§ **PROBLEM DESCRIPTION**
Copy out each line below in which the string "segments" appears.

Saved entries
════════════════════
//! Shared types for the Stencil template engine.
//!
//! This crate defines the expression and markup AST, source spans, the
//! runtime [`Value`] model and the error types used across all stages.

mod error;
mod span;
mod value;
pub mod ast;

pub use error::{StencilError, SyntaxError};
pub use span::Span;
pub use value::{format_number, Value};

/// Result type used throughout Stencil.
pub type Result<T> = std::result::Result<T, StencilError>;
════════════════════
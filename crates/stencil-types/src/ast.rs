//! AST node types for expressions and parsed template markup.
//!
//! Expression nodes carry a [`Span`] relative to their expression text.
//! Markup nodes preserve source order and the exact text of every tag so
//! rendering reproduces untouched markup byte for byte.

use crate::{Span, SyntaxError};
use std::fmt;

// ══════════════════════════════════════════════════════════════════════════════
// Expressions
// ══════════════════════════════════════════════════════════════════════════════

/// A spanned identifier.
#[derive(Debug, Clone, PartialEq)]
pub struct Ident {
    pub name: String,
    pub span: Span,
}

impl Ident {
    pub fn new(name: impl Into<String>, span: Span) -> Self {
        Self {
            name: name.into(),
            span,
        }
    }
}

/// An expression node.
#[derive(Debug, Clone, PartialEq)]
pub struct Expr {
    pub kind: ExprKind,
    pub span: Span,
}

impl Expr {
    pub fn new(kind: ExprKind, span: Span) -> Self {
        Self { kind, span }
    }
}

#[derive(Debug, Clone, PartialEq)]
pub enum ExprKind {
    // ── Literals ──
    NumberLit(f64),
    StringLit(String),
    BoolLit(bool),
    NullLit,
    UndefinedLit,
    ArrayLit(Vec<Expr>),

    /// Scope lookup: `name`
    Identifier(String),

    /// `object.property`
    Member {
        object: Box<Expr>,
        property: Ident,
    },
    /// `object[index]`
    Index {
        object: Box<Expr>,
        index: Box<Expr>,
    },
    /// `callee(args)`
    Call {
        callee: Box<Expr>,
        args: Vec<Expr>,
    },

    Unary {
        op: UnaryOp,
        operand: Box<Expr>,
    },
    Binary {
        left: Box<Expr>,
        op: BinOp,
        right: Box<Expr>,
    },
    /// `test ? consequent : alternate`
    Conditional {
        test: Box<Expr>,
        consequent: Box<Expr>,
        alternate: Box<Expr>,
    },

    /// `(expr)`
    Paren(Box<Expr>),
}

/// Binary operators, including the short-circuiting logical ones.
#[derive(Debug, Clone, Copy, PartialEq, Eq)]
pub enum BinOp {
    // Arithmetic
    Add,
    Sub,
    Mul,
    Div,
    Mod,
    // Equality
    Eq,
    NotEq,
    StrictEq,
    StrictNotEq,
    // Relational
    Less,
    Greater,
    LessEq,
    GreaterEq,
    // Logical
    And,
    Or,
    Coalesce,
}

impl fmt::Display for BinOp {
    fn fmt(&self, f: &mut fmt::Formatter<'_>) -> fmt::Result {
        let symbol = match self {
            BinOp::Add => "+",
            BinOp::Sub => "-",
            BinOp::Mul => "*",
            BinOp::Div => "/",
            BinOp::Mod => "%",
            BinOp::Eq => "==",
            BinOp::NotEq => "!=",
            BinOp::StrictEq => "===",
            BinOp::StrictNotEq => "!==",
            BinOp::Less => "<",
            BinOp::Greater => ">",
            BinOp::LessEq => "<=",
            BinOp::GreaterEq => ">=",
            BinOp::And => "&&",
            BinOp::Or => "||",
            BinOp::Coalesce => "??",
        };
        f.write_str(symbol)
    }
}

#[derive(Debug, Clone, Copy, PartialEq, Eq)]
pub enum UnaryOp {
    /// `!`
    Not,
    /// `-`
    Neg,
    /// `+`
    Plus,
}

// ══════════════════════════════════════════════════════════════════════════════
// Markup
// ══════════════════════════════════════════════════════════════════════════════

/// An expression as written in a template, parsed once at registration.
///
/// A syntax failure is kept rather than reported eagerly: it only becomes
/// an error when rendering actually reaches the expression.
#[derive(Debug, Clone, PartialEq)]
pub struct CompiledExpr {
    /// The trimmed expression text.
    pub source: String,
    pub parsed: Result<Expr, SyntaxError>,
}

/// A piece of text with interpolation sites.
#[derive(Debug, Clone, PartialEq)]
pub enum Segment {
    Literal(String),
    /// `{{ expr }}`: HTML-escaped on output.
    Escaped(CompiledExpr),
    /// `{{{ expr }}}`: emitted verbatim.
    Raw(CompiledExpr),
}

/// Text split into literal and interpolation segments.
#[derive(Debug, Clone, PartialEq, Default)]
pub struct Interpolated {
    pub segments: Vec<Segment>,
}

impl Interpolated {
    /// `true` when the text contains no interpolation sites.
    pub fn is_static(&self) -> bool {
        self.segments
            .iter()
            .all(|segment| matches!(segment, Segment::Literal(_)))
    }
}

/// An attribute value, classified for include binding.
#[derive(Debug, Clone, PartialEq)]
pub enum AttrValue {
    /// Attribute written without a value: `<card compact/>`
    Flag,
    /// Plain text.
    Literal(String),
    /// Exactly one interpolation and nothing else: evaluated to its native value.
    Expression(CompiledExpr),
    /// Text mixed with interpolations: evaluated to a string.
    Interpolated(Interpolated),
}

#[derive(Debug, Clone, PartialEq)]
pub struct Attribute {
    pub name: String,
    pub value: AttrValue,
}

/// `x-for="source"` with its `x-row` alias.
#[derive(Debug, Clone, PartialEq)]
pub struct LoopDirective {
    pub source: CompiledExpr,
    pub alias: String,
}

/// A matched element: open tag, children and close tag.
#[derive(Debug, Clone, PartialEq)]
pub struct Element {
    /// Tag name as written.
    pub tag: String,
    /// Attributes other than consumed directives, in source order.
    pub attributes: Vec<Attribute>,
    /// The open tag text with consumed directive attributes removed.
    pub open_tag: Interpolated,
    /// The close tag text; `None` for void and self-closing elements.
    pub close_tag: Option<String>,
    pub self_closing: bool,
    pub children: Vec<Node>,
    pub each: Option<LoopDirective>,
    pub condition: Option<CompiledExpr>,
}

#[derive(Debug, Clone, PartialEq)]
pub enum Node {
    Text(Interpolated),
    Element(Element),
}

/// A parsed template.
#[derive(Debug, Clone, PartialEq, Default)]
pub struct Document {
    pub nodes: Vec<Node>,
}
════════════════════
§ **ANSWER TO THE EXERCISE**
/// Text split into literal and interpolation segments.
    pub segments: Vec<Segment>,
        self.segments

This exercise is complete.